Extracted records section start

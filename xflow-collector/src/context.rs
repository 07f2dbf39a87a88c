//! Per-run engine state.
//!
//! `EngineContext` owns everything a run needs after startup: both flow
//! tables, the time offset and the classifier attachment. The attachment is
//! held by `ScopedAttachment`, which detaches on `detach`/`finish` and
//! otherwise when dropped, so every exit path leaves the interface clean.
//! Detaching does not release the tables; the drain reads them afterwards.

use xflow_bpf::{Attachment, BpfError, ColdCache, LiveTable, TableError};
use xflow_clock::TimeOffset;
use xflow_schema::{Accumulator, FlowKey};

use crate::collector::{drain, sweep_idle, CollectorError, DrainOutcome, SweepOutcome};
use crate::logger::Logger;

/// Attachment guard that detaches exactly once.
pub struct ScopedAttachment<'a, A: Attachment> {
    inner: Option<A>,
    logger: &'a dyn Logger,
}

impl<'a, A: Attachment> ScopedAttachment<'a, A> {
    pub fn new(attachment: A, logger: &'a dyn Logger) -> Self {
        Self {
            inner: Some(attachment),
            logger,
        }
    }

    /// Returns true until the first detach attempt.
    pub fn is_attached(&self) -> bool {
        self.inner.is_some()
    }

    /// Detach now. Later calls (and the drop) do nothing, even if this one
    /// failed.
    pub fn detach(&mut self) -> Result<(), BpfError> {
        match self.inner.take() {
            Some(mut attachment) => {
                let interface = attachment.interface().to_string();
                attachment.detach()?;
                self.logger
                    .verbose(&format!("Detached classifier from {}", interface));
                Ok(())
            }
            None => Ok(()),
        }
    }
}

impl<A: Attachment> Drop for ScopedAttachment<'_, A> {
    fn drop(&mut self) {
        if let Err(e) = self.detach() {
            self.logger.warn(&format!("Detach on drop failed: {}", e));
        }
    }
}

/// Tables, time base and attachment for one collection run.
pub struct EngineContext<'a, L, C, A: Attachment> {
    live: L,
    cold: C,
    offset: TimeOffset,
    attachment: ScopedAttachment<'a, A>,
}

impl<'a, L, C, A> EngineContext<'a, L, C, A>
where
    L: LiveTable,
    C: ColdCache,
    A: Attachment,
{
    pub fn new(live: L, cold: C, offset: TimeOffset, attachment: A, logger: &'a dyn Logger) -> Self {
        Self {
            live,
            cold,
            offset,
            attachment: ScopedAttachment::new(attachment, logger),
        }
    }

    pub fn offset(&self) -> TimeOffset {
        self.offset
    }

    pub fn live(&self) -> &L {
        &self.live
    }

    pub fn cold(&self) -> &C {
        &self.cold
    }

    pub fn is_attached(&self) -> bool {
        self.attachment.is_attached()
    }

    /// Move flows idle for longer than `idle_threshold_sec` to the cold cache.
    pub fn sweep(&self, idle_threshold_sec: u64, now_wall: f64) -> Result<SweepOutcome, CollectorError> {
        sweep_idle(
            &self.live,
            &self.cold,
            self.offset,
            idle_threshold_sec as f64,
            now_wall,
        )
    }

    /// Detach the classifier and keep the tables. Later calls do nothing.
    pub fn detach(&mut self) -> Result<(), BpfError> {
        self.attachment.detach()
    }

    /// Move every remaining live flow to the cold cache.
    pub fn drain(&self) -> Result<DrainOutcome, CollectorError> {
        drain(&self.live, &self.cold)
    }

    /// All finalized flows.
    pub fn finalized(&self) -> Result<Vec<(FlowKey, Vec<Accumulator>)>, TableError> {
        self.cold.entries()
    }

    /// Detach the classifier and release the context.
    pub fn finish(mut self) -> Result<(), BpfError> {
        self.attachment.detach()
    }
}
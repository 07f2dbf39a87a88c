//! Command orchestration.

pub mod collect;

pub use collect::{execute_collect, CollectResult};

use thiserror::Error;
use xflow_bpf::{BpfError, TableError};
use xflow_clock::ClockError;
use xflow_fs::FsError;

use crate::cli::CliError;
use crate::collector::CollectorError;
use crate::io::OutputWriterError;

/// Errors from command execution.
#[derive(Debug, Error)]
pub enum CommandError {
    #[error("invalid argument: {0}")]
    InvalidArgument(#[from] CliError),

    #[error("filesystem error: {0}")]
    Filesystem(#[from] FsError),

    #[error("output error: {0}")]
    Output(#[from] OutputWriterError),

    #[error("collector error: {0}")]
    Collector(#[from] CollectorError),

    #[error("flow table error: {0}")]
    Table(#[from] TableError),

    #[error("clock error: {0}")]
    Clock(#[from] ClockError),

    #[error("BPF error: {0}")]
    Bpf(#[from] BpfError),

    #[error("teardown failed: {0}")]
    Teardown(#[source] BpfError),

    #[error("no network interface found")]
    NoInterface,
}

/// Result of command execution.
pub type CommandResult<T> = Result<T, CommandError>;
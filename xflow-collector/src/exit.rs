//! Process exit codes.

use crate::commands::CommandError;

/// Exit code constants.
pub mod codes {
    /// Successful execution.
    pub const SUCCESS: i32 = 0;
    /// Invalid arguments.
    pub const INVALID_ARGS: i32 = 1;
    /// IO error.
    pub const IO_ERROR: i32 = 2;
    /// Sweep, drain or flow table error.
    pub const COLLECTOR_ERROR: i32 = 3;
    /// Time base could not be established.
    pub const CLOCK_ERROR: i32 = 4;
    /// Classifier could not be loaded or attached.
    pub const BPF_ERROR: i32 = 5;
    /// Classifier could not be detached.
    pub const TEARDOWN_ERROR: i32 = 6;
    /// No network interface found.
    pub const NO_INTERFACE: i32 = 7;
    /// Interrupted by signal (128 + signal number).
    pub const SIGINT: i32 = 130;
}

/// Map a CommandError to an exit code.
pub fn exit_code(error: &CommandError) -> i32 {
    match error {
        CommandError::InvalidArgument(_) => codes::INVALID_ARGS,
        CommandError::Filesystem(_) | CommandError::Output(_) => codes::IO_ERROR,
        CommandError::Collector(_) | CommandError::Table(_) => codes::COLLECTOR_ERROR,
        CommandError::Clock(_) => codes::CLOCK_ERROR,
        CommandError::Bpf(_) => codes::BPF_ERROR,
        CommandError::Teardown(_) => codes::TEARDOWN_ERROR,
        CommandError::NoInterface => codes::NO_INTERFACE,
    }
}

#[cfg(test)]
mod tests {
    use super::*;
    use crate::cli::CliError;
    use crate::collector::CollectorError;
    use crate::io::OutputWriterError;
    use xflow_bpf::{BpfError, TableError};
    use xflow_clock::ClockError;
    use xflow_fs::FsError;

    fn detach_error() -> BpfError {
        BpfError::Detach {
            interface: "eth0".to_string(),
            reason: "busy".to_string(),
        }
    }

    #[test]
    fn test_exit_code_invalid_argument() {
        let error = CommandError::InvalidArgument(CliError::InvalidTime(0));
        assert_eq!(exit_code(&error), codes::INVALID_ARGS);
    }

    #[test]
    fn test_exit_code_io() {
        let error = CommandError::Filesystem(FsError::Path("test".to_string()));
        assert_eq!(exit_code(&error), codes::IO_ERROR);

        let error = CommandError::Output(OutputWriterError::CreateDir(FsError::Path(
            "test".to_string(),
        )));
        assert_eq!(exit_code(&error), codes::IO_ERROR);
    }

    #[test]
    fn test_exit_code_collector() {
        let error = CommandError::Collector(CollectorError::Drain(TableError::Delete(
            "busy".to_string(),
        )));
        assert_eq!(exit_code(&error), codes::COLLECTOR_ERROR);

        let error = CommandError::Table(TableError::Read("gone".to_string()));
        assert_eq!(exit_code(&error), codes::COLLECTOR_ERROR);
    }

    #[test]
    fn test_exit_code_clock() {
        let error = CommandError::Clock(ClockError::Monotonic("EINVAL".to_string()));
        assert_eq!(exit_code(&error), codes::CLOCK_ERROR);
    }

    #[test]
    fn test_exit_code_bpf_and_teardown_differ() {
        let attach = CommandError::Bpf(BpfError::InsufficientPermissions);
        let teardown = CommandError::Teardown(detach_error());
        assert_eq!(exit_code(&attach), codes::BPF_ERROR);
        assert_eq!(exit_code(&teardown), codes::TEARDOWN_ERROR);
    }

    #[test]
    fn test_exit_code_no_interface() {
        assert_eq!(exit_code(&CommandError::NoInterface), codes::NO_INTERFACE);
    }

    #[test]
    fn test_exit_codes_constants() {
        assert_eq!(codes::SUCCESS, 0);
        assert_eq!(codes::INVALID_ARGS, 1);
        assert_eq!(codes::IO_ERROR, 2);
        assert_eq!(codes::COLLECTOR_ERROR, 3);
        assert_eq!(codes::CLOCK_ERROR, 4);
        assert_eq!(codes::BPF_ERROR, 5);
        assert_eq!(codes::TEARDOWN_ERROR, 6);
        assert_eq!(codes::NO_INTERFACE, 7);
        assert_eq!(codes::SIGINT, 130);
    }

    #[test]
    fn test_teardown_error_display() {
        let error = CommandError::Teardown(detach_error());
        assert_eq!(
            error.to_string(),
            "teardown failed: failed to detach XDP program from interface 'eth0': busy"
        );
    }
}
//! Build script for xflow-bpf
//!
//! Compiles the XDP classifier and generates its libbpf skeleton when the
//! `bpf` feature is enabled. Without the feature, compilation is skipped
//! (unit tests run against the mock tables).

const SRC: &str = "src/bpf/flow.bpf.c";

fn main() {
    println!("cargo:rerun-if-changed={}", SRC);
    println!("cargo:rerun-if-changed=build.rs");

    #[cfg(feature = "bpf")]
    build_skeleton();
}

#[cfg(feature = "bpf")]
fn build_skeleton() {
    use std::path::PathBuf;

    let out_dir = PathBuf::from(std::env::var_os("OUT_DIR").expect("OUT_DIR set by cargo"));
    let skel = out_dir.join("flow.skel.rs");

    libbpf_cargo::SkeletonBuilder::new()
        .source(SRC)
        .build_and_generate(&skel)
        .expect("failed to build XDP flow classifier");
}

Extracted records section end

• _What the task asks_: Begin with the first line of the records and reproduce each line as is, ending with the line that holds "one collection run.".

• _Reply to the exercise_:
filename xflow-collector/src/context.rs
repository 07f2dbf39a87a88c
//! Per-run engine state.
//!
//! `EngineContext` owns everything a run needs after startup: both flow
//! tables, the time offset and the classifier attachment. The attachment is
//! held by `ScopedAttachment`, which detaches on `detach`/`finish` and
//! otherwise when dropped, so every exit path leaves the interface clean.
//! Detaching does not release the tables; the drain reads them afterwards.

use xflow_bpf::{Attachment, BpfError, ColdCache, LiveTable, TableError};
use xflow_clock::TimeOffset;
use xflow_schema::{Accumulator, FlowKey};

use crate::collector::{drain, sweep_idle, CollectorError, DrainOutcome, SweepOutcome};
use crate::logger::Logger;

/// Attachment guard that detaches exactly once.
pub struct ScopedAttachment<'a, A: Attachment> {
    inner: Option<A>,
    logger: &'a dyn Logger,
}

impl<'a, A: Attachment> ScopedAttachment<'a, A> {
    pub fn new(attachment: A, logger: &'a dyn Logger) -> Self {
        Self {
            inner: Some(attachment),
            logger,
        }
    }

    /// Returns true until the first detach attempt.
    pub fn is_attached(&self) -> bool {
        self.inner.is_some()
    }

    /// Detach now. Later calls (and the drop) do nothing, even if this one
    /// failed.
    pub fn detach(&mut self) -> Result<(), BpfError> {
        match self.inner.take() {
            Some(mut attachment) => {
                let interface = attachment.interface().to_string();
                attachment.detach()?;
                self.logger
                    .verbose(&format!("Detached classifier from {}", interface));
                Ok(())
            }
            None => Ok(()),
        }
    }
}

impl<A: Attachment> Drop for ScopedAttachment<'_, A> {
    fn drop(&mut self) {
        if let Err(e) = self.detach() {
            self.logger.warn(&format!("Detach on drop failed: {}", e));
        }
    }
}

/// Tables, time base and attachment for one collection run.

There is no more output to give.